Labor has many suggestions for New Democrat government

The gasps in the business community were almost audible when the NDP government was elected in Ontario.

In very basic terms, business fears that it has lost the ear of the government. That privileged position is now occupied by the labor movement, and business is not certain what is being whispered into which ears.

While there has been soul-searching in corporate boardrooms, there is a giddy feeling of power in the union halls across the province.

The labor movement has already influenced the NDP, while in opposition, on a number of party policies such as a minimum corporate tax, government-run auto insurance and a higher minimum wage.

That could be just the beginning as labor looks to the new government for action on several fronts.


Steve Boniferro, an international representative in Sault Ste.
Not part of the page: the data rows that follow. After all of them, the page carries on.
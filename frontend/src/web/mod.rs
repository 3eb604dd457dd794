//! 原生 Web API 封装模块
//!
//! History 与 LocalStorage 的轻量级封装。

pub mod router;
mod storage;

pub use storage::LocalStorage;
Marie for the United Steelworkers of America, mentions changes to the Occupational Health and Safety Act as the labor movement's first priority.

Boniferro said he would like to see stronger rights to refuse unsafe work entrenched in the act, along with the right of an employee to report environmental violations by a company without fear of reprimand.
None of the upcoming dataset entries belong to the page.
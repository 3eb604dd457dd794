//! 认证模块
//!
//! 会话状态本身（`lostlinked::AuthState`）是一个显式的值，
//! 这里只负责把它放进信号并通过 Context 提供给组件。
//! 路由服务通过注入的认证信号来检查认证状态。

use crate::api::{Api, api_client};
use crate::web::LocalStorage;
use leptos::prelude::*;
use lostlinked::auth::authenticate;
use lostlinked::{AuthState, ClientConfig, ClientResult};
use lostlinked_shared::{Credentials, User};

/// 认证上下文
///
/// 包含读写信号，通过 Context 在组件间共享。
#[derive(Clone, Copy)]
pub struct AuthContext {
    /// 认证状态（只读）
    pub state: ReadSignal<AuthState>,
    /// 设置认证状态（写入）
    pub set_state: WriteSignal<AuthState>,
    config: StoredValue<ClientConfig>,
}

impl AuthContext {
    pub fn new(config: ClientConfig) -> Self {
        let (state, set_state) = signal(AuthState::default());
        Self {
            state,
            set_state,
            config: StoredValue::new(config),
        }
    }

    /// 获取认证状态信号（用于路由服务注入）
    pub fn state_signal(&self) -> Signal<AuthState> {
        let state = self.state;
        Signal::derive(move || state.get())
    }

    pub fn is_authenticated(&self) -> bool {
        self.state.with(AuthState::is_authenticated)
    }

    pub fn username(&self) -> Option<String> {
        self.state.with(|s| s.user().map(|u| u.username.clone()))
    }

    fn store(&self) -> LocalStorage {
        LocalStorage::new(self.config.with_value(|c| c.token_storage_key.clone()))
    }

    /// 附带当前会话 token 的 API 客户端
    pub fn api(&self) -> Api {
        let token = self.state.with_untracked(|s| s.token().map(str::to_string));
        self.config.with_value(|config| api_client(config, token))
    }
}

/// 从 Context 获取认证上下文
pub fn use_auth() -> AuthContext {
    use_context::<AuthContext>().expect("AuthContext should be provided")
}

/// 初始化认证状态
///
/// 从 LocalStorage 读取 token；无法解析的 token 会被清除。
pub fn init_auth(ctx: &AuthContext) {
    let restored = AuthState::restore(&ctx.store());
    ctx.set_state.set(restored);
}

/// 登录并保存 token
///
/// 失败时状态保持未登录，错误返回给调用方显示。
pub async fn login(ctx: &AuthContext, credentials: Credentials) -> ClientResult<User> {
    let response = authenticate(&ctx.api(), &credentials).await?;

    let mut state = ctx.state.get_untracked();
    let user = state.sign_in(&ctx.store(), response)?;
    ctx.set_state.set(state);
    Ok(user)
}

/// 注销并清除 token
///
/// 受保护页面的跳转由路由服务的认证状态监听自动处理。
pub fn logout(ctx: &AuthContext) {
    let store = ctx.store();
    ctx.set_state.update(|state| state.sign_out(&store));
}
In addition he hopes to see a revamping of Worker's Compensation Board procedures.

"Hopefully, there will be an attitude change at the board in the way it deals with people."

Currently, dealing with the board is a "disaster" because of an uncaring attitude, he claimed.

In addition, Boniferro would like to see strong legislation outlawing the use of strike-breakers. "Basically, in Ontario, strike-breaking is still not against the law."

However, Boniferro admitted he doesn't expect to the labor movement will get everything it wants from the new government.

He does believe labor will now be a participant in the decision-making process.

Finally, he said he would like the first Minister for Labour appointed to represent the needs of labor.


Fred Miron, president of Local 2693 of the IWA-Canada union in Thunder Bay, puts "anti-scab" legislation, such as the existing law in Quebec, right at the top of his priority list for the new government.

Miron explained that such a law is absolutely necessary, and would let striking workers pit their economic strength against that of a company.

It would permit quicker settlements of labor disputes and would eliminate picket-line violence, he stated.

Miron would also like to see improved workplace safety, along with improvements to the healthcare system.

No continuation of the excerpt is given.